## Exercise directions
Return all lines in the data where the string "FieldDefault" can be found.
[Start of Attachment]
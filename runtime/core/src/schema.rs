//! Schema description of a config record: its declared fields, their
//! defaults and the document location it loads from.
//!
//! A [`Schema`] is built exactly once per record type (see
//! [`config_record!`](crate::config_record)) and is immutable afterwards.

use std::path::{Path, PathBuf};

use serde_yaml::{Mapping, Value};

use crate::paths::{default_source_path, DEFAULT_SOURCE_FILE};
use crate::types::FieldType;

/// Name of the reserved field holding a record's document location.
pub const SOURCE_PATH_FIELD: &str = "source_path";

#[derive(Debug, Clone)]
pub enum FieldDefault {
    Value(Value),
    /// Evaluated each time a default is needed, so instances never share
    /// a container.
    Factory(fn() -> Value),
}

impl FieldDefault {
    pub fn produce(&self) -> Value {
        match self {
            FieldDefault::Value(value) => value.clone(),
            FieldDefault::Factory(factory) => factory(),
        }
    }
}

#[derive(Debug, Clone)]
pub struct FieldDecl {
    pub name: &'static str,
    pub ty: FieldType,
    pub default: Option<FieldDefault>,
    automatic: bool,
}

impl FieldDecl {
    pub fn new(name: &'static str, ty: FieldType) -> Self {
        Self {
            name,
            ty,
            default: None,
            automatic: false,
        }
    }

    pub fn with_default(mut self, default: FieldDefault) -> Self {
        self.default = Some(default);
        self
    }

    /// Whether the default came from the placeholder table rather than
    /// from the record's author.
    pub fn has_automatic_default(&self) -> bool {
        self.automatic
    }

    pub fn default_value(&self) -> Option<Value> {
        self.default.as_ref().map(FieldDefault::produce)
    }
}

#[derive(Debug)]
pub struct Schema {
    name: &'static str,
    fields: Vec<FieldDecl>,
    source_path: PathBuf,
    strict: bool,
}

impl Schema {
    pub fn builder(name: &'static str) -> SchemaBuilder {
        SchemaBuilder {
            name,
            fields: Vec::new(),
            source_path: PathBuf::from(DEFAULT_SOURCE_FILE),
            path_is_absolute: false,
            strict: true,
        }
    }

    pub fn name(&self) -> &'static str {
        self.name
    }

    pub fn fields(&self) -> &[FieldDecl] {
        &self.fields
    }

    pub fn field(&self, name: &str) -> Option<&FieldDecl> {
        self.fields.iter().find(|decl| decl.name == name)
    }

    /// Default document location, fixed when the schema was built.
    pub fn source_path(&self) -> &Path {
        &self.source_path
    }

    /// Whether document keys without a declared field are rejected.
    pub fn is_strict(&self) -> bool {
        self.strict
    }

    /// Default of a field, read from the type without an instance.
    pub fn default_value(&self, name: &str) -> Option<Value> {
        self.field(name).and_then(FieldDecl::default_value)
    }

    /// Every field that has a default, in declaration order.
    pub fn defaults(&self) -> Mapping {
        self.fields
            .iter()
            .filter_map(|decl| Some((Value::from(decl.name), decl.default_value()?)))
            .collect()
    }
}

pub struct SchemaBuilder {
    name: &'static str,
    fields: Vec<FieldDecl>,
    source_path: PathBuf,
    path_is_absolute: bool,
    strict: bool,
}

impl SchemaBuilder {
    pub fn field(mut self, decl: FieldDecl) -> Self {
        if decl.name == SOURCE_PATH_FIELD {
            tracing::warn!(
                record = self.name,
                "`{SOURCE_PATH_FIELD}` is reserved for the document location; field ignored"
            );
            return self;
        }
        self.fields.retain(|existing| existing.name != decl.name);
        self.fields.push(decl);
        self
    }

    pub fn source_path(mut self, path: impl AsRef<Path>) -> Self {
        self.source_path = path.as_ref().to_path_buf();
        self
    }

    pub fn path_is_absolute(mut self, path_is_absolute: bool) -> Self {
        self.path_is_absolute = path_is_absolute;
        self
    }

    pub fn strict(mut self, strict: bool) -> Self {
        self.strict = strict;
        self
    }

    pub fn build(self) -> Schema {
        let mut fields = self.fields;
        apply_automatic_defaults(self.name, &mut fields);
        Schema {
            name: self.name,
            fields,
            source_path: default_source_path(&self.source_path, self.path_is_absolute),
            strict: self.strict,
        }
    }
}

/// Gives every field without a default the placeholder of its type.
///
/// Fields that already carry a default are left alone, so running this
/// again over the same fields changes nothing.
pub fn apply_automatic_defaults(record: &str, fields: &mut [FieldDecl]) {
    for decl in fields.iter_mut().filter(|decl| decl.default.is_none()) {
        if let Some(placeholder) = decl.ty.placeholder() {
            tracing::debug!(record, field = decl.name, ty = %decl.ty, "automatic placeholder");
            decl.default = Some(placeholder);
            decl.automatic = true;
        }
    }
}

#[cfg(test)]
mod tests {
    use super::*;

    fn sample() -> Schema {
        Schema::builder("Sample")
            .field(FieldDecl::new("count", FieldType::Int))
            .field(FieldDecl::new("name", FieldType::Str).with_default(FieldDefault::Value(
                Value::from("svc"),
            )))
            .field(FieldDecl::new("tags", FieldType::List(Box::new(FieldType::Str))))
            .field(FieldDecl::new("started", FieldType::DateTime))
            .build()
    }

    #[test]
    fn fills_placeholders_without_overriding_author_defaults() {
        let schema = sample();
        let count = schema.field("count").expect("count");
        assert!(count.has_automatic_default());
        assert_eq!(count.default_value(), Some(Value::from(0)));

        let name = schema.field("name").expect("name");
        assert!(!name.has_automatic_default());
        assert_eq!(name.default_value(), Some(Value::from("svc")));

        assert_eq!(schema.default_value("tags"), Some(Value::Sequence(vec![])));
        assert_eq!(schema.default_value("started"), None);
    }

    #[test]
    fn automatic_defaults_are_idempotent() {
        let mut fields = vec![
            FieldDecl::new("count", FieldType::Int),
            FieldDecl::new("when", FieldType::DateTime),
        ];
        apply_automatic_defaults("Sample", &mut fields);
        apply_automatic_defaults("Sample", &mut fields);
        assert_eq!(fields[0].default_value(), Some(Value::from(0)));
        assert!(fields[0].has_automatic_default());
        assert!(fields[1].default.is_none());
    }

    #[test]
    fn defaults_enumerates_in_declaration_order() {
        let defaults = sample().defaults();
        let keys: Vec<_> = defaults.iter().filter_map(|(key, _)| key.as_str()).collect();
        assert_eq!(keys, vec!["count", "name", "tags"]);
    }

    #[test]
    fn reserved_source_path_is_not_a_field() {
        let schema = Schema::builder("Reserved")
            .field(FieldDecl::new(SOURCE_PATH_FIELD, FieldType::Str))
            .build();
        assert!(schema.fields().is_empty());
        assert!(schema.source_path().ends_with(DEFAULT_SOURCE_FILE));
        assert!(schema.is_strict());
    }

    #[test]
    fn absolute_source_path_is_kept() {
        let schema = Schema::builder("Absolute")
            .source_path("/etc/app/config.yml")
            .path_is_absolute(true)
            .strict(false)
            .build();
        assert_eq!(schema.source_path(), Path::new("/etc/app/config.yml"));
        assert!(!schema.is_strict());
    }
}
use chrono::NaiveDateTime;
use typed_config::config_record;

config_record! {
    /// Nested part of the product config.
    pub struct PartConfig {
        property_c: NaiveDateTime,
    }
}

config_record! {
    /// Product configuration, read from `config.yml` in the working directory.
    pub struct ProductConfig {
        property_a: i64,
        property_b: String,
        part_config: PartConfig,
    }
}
[End of Attachment]
## Result
pub enum FieldDefault {
impl FieldDefault {
            FieldDefault::Value(value) => value.clone(),
            FieldDefault::Factory(factory) => factory(),
    pub default: Option<FieldDefault>,
    pub fn with_default(mut self, default: FieldDefault) -> Self {
        self.default.as_ref().map(FieldDefault::produce)
            .field(FieldDecl::new("name", FieldType::Str).with_default(FieldDefault::Value(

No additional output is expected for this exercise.